Greg Chavez attempted to sell the company without success. By early 1989, Microport had run up debts of about $1M. In the spring of that year, Chavis left and Televideo resigned from the board of directors. The company entered Chapter 11 bankruptcy and a court-approved specialist was selected to run the company. Microport continued to operate under Chapter 11 bankruptcy provisions for nearly two years with reduced staff size.

=== Post-bankruptcy ===
In May 1990, Microport was purchased from bankruptcy by Abraxas software. It joined Unix International and participated in the software development for the first multiprocessor with Unisys, Intel, and Sequent Computer Systems. Microport was among the first to compile System V, Release 4 (SVR4) for the Pentium processor and was credited with having the best serial device driver among all of the UNIX vendors.

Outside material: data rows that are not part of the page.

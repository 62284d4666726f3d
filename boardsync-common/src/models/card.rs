//! Cards materialized on a board

use std::collections::BTreeMap;

use chrono::{DateTime, Utc};
use serde::{Deserialize, Serialize};
use uuid::Uuid;

use super::board::PermissionEntry;
use super::property::PropertyValue;

/// Property values keyed by property template id
pub type PropertyMap = BTreeMap<String, PropertyValue>;

/// One board row, optionally backed by a proposal
#[derive(Debug, Clone, Serialize, Deserialize, PartialEq)]
pub struct Card {
    pub id: Uuid,
    pub board_id: Uuid,
    pub space_id: Uuid,
    /// Proposal id this card mirrors
    pub sync_with_page_id: Option<Uuid>,
    pub title: String,
    pub content: serde_json::Value,
    pub content_text: String,
    pub properties: PropertyMap,
    pub created_by: Uuid,
    pub created_at: DateTime<Utc>,
    pub updated_by: Uuid,
    pub updated_at: DateTime<Utc>,
    pub deleted_at: Option<DateTime<Utc>>,
    #[serde(default)]
    pub permissions: Vec<PermissionEntry>,
}

impl Card {
    /// Ids held by a relation property on this card
    pub fn related_ids(&self, property_id: &str) -> Vec<String> {
        self.properties
            .get(property_id)
            .map(PropertyValue::as_list)
            .unwrap_or_default()
    }
}

/// Mirror fields plus property map written by a card update
#[derive(Debug, Clone, PartialEq)]
pub struct CardUpdate {
    pub id: Uuid,
    pub title: String,
    pub content: serde_json::Value,
    pub content_text: String,
    pub properties: PropertyMap,
    pub deleted_at: Option<DateTime<Utc>>,
    pub updated_by: Uuid,
}
impl Materializer {
    pub fn new(
        proposals: Arc<dyn ProposalStore>,
        cards: Arc<dyn CardStore>,
        permissions: Arc<dyn PermissionService>,
        notifier: Arc<dyn NotificationSink>,
        config: SyncConfig,
    ) -> Self {
        Self {
            proposals,
            cards,
            permissions,
            notifier,
            config,
        }
    }

    /// Bring the board's cards in line with the proposal source.
    ///
    /// `board` must carry the already reconciled schema.
    pub async fn materialize(&self, board: &Board) -> Result<MaterializeOutcome> {
        ensure_proposal_source(board)?;

        let existing = self.cards.list_synced_cards(board.id).await?;
        let inherited = self.permissions.permission_entries_of(board.id).await?;
        let mut outcome = MaterializeOutcome::default();

        info!(
            board_id = %board.id,
            space_id = %board.space_id,
            existing_cards = existing.len(),
            "Materializing cards"
        );

        let mut cursor: Option<PageCursor> = None;
        let mut visited: u32 = 0;
        loop {
            let page = self
                .proposals
                .list_page(board.space_id, cursor, self.config.page_size)
                .await?;
            let Some(last) = page.last() else {
                break;
            };
            cursor = Some(PageCursor::after(last));
            visited = visited.saturating_add(page.len() as u32);

            self.process_page(board, &page, &existing, &inherited, &mut outcome)
                .await;

            if page.len() < self.config.page_size as usize {
                break;
            }
            if visited >= self.config.max_records_per_pass {
                warn!(
                    board_id = %board.id,
                    visited,
                    cap = self.config.max_records_per_pass,
                    "Record cap reached, remaining proposals wait for the next pass"
                );
                outcome.truncated = true;
                break;
            }
        }

        self.sweep_orphans(board, &existing, &mut outcome).await?;

        info!(
            board_id = %board.id,
            created = outcome.created,
            updated = outcome.updated,
            deleted = outcome.deleted,
            unchanged = outcome.unchanged,
            failed = outcome.failures.len(),
            "Materialization complete"
        );

        Ok(outcome)
    }

    async fn process_page(
        &self,
        board: &Board,
        page: &[Proposal],
        existing: &HashMap<Uuid, Card>,
        inherited: &[PermissionEntry],
        outcome: &mut MaterializeOutcome,
    ) {
        let writes: Vec<_> = page
            .iter()
            .map(|proposal| async move {
                let action = self
                    .sync_record(board, existing.get(&proposal.id), proposal, inherited)
                    .await;
                (proposal.id, action)
            })
            .collect();
        let results: Vec<(Uuid, Result<RecordAction>)> = stream::iter(writes)
            .buffer_unordered(self.config.worker_count)
            .collect()
            .await;

        let mut created = Vec::new();
        let mut updated = Vec::new();
        for (proposal_id, result) in results {
            match result {
                Ok(RecordAction::Created(card)) => created.push(card),
                Ok(RecordAction::Updated(card)) => updated.push(card),
                Ok(RecordAction::Unchanged) => outcome.unchanged += 1,
                Ok(RecordAction::Skipped) => {}
                Err(e) => {
                    warn!(
                        board_id = %board.id,
                        proposal_id = %proposal_id,
                        error = %e,
                        "Failed to materialize card"
                    );
                    outcome.failures.push(RecordFailure {
                        proposal_id,
                        message: e.to_string(),
                    });
                }
            }
        }

        outcome.created += created.len();
        outcome.updated += updated.len();
        if !created.is_empty() {
            self.notifier
                .publish(SyncEvent::records_created(board.space_id, created));
        }
        if !updated.is_empty() {
            self.notifier
                .publish(SyncEvent::records_updated(board.space_id, updated));
        }
    }

    async fn sync_record(
        &self,
        board: &Board,
        existing: Option<&Card>,
        proposal: &Proposal,
        inherited: &[PermissionEntry],
    ) -> Result<RecordAction> {
        let schema = &board.fields.card_properties;

        if let Some(card) = existing {
            let properties = compute_properties(proposal, schema, Some(&card.properties));
            let unchanged = card.title == proposal.title
                && card.content == proposal.content
                && card.content_text == proposal.content_text
                && card.deleted_at == proposal.deleted_at
                && card.properties == properties;
            if unchanged {
                return Ok(RecordAction::Unchanged);
            }

            let updated = self
                .cards
                .update_card(&CardUpdate {
                    id: card.id,
                    title: proposal.title.clone(),
                    content: proposal.content.clone(),
                    content_text: proposal.content_text.clone(),
                    properties,
                    deleted_at: proposal.deleted_at,
                    updated_by: board.created_by,
                })
                .await?;
            debug!(card_id = %card.id, proposal_id = %proposal.id, "Card updated");
            return Ok(RecordAction::Updated(updated));
        }

        if !proposal.is_eligible() {
            return Ok(RecordAction::Skipped);
        }

        let now = Utc::now();
        let card_id = Uuid::new_v4();
        let card = Card {
            id: card_id,
            board_id: board.id,
            space_id: board.space_id,
            sync_with_page_id: Some(proposal.id),
            title: proposal.title.clone(),
            content: proposal.content.clone(),
            content_text: proposal.content_text.clone(),
            properties: compute_properties(proposal, schema, None),
            created_by: board.created_by,
            created_at: now,
            updated_by: board.created_by,
            updated_at: now,
            deleted_at: None,
            permissions: inherited.iter().map(|e| e.inherited_by(card_id)).collect(),
        };
        self.cards.create_card(&card).await?;
        debug!(card_id = %card.id, proposal_id = %proposal.id, "Card created");
        Ok(RecordAction::Created(card))
    }

    /// Hard-delete cards whose proposal is gone.
    ///
    /// Relation values on any board of the space that point at a deleted card
    /// are rewritten in the same batch, so no card is left referencing one.
    async fn sweep_orphans(
        &self,
        board: &Board,
        existing: &HashMap<Uuid, Card>,
        outcome: &mut MaterializeOutcome,
    ) -> Result<()> {
        let syncable = self.proposals.syncable_ids(board.space_id).await?;
        let mut orphans: Vec<Uuid> = existing
            .iter()
            .filter(|(proposal_id, _)| !syncable.contains(proposal_id))
            .map(|(_, card)| card.id)
            .collect();

        if orphans.is_empty() {
            return Ok(());
        }
        orphans.sort();

        let removed: HashSet<Uuid> = orphans.iter().copied().collect();
        let boards = self.cards.list_boards(board.space_id).await?;
        let mut card_properties = Vec::new();
        for (board_id, property_ids) in properties_targeting(&boards, board.id) {
            let cards: Vec<Card> = self
                .cards
                .list_cards(board_id)
                .await?
                .into_iter()
                .filter(|card| !removed.contains(&card.id))
                .collect();
            card_properties.extend(strip_references(&cards, &property_ids, &removed));
        }
        let stripped: Vec<Uuid> = card_properties.iter().map(|(id, _)| *id).collect();

        self.cards
            .apply_batch(StoreBatch {
                card_properties,
                deleted_cards: orphans.clone(),
                ..StoreBatch::default()
            })
            .await?;
        outcome.deleted = orphans.len();
        info!(
            board_id = %board.id,
            deleted = orphans.len(),
            unlinked = stripped.len(),
            "Orphaned cards deleted"
        );

        self.notifier.publish(SyncEvent::records_deleted(
            board.space_id,
            board.id,
            orphans,
        ));
        if !stripped.is_empty() {
            let mut updated = Vec::with_capacity(stripped.len());
            for card_id in stripped {
                if let Some(card) = self.cards.get_card(card_id).await? {
                    updated.push(card);
                }
            }
            self.notifier
                .publish(SyncEvent::records_updated(board.space_id, updated));
        }
        Ok(())
    }
}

In 1992, Microport dropped its own UNIX development and became a reseller of UnixWare (SVR4.2) after Novell bought the rights to UNIX. Microport maintained development for select drivers and still closed large OEM deals until SCO bought the rights to UnixWare from Novell in December 1995. Microport became a reseller for SCO, which failed to recognize the threat posed by Linux and Berkeley Software Distribution (BSD). Microport's CEOs never took the FSF or Open Source movement seriously despite the fact that some of its original development staff had assisted the FSF. Mike Grinder, an early Microport employee, took over as the head of Microport prior to its final bankruptcy and closing in 2002.

== Impact ==
Microport was the first group to create a low-cost UNIX implementation that was accessible to hobbyist and the average consumer.
Previously, access to UNIX was limited to either expensive minicomputers or XENIX and other UNIX derivatives that were targeted toward large OEM and VAR commercial deals. Although Microport later targeted sales towards OEMs and VARs, they had created a new market opportunity for other low-cost UNIX technology to follow, including Linux and BSD for the PCs in the 1990s.